Are you feeling tired, anxious, sad, lonely, frustrated, or depressed—perhaps more than usual right now? If this sounds like you, you are not alone; many U.S.-based adults are feeling some mental strain as we enter month 16 of the coronavirus pandemic.
But it is not just the grown-ups. This also describes how a lot of children have been feeling. And it shouldn’t be a surprise.
Many kids spent the past school year struggling to stay engaged and keep their grades up while learning virtually during closures. Some experienced the heartbreak of losing loved ones to Covid-19, and the psychological strain of their parents losing employment. They have watched social injustice time and time again on television and social media. They have lost a year of “normal” childhood—playdates with friends, trips to playgrounds and the movies, proms and graduations.
Research has revealed the pandemic’s effect on kids’ mental states. The Child Mind Institute’s Coronavirus Health and Impact Survey found that a much higher proportion of children felt very or moderately sad, depressed, or unhappy. A Mental Health America report based on surveys conducted in 2020 found 11- to 17-year-olds were more likely than any other age group to score for moderate to severe symptoms of anxiety and depression throughout the pandemic. The same research found more than half of kids surveyed reported having thoughts of suicide or self-harm.
Despite the reopening of our nation, this children’s mental health crisis is not over yet. As we learned from past disasters, the pandemic’s effects on children and youth whose lives have been upended may persist for years. Some kids may struggle to re-engage with schools and broader societal life as we return to normalcy.
The sheer scale and complexity of this crisis are such that no one company, organization, school, or individual can tackle it on their own. But if we don’t act fast, we will fail our children.
We need a better approach.
First, we need to understand the intersection of children’s mental health with so many important factors. That includes physical health, education, workplace capacity, social equity, and criminal justice reform, just to name a few. If we can understand how these factors are interconnected, we can help address social inequity and prevent the criminalization of youth, especially in vulnerable communities while impacting mental health.
Second, we need to move beyond that understanding and into a position of advocacy. It is noteworthy that 75% of all lifetime mental illness begins before the age of 24, making early intervention a critical step in improving the wellbeing of our future workforce. We need to be educating ourselves, fighting stigma, and looking for expert resources.

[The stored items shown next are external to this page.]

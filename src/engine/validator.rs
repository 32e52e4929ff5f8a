//! Input validation for model configuration and data.
//!
//! ## Purpose
//!
//! This module provides validation functions for estimator parameters and
//! input data. It checks requirements such as input lengths, finite values,
//! and parameter bounds.
//!
//! ## Design notes
//!
//! * **Fail-Fast**: Validation stops at the first error encountered.
//! * **Efficiency**: Checks are ordered from cheap to expensive.
//! * **Generics**: Validation is generic over `Float` types.
//!
//! ## Invariants
//!
//! * All validated inputs satisfy their respective mathematical constraints.
//! * Validation logic is deterministic and side-effect free.
//!
//! ## Non-goals
//!
//! * This module does not sort, transform, or filter input data.
//! * This module does not perform the fitting itself.

// Feature-gated imports
#[cfg(not(feature = "std"))]
use alloc::format;

// External dependencies
use num_traits::Float;

// Internal dependencies
use crate::math::kernel::Kernel;
use crate::primitives::errors::OlsError;

// ============================================================================
// Validator
// ============================================================================

/// Validation utility for estimator configuration and input data.
///
/// Provides static methods returning `Result<(), OlsError>` that fail fast
/// upon the first violation.
pub struct Validator;

impl Validator {
    // ========================================================================
    // Core Input Validation
    // ========================================================================

    /// Validate feature and target arrays for fitting.
    pub fn validate_inputs<T: Float>(
        x: &[T],
        y: &[T],
        dimensions: usize,
    ) -> Result<(), OlsError> {
        // Check 1: Non-empty arrays
        if x.is_empty() || y.is_empty() {
            return Err(OlsError::EmptyInput);
        }

        // Check 2: Matching lengths (x.len() should be y.len() * dimensions)
        let n_y = y.len();
        if x.len() != n_y * dimensions {
            return Err(OlsError::MismatchedInputs {
                x_len: x.len(),
                y_len: n_y,
            });
        }

        // Check 3: Sufficient points for any regression at all
        if n_y < 2 {
            return Err(OlsError::TooFewPoints { got: n_y, min: 2 });
        }

        // Check 4: All values finite
        for (i, &val) in x.iter().enumerate() {
            if !val.is_finite() {
                return Err(OlsError::InvalidNumericValue(format!(
                    "x[{}]={}",
                    i,
                    val.to_f64().unwrap_or(f64::NAN)
                )));
            }
        }
        for (i, &val) in y.iter().enumerate() {
            if !val.is_finite() {
                return Err(OlsError::InvalidNumericValue(format!(
                    "y[{}]={}",
                    i,
                    val.to_f64().unwrap_or(f64::NAN)
                )));
            }
        }

        Ok(())
    }

    // ========================================================================
    // Parameter Validation
    // ========================================================================

    /// Validate the number of feature dimensions.
    pub fn validate_dimensions(dimensions: usize) -> Result<(), OlsError> {
        if dimensions == 0 {
            return Err(OlsError::InvalidDimensions(dimensions));
        }
        Ok(())
    }

    /// Validate a regularization strength.
    pub fn validate_alpha<T: Float>(alpha: T) -> Result<(), OlsError> {
        if !alpha.is_finite() || alpha < T::zero() {
            return Err(OlsError::InvalidAlpha(alpha.to_f64().unwrap_or(f64::NAN)));
        }
        Ok(())
    }

    /// Validate a candidate grid of regularization strengths.
    pub fn validate_alpha_grid<T: Float>(alphas: &[T]) -> Result<(), OlsError> {
        if alphas.is_empty() {
            return Err(OlsError::EmptyAlphaGrid);
        }
        for &alpha in alphas {
            Self::validate_alpha(alpha)?;
        }
        Ok(())
    }

    /// Validate kernel parameters.
    pub fn validate_kernel<T: Float>(kernel: &Kernel<T>) -> Result<(), OlsError> {
        match *kernel {
            Kernel::Linear => Ok(()),
            Kernel::Polynomial {
                degree,
                gamma,
                coef0,
            } => {
                if degree == 0 {
                    return Err(OlsError::InvalidKernelDegree(degree));
                }
                if let Some(g) = gamma {
                    if !g.is_finite() || g <= T::zero() {
                        return Err(OlsError::InvalidGamma(g.to_f64().unwrap_or(f64::NAN)));
                    }
                }
                if !coef0.is_finite() {
                    return Err(OlsError::InvalidNumericValue(format!(
                        "coef0={}",
                        coef0.to_f64().unwrap_or(f64::NAN)
                    )));
                }
                Ok(())
            }
        }
    }
}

As part of that work, we’ve seen several corporate partners stand up and create more extensive programs to support their own employees’ mental health. But not nearly enough has been done to support the needs of our children. In fact, philanthropic giving for mental health counts for only 1.3% of the total funding—despite research that shows more than 20% of U.S. adults experience mental illness. The portion of funding dedicated to children’s mental health is even smaller. There just aren’t enough resources to support everyone in need.
Finally, we need to support innovation. With such little funding in this area, there is very little room to see groundbreaking resources reach those that need it most. Finding ways to seek out those organizations and expand their pool of funding will be key to driving impact. For that reason, the Morgan Stanley Alliance launched our inaugural Innovation Awards to help funders to identify and support game-changing mental health care solutions for children and young people. Platforms like this can help connect innovators with capital and ultimately change the lives of our kids for the better.
While we like to describe kids as “resilient,” the truth is, they need our help when it comes to mental wellness. We cannot wait for the next school year for teachers and counselors to prioritize mental health—we must act now. We should consider it our obligation. We owe it to our children to make a difference for the next generation and help them emerge from this difficult situation stronger and better equipped to handle whatever life my bring them next.
Joan Steinberg is president of the Morgan Stanley Foundation and CEO of the Morgan Stanley Alliance for Children’s Mental Health’s Advisory Board.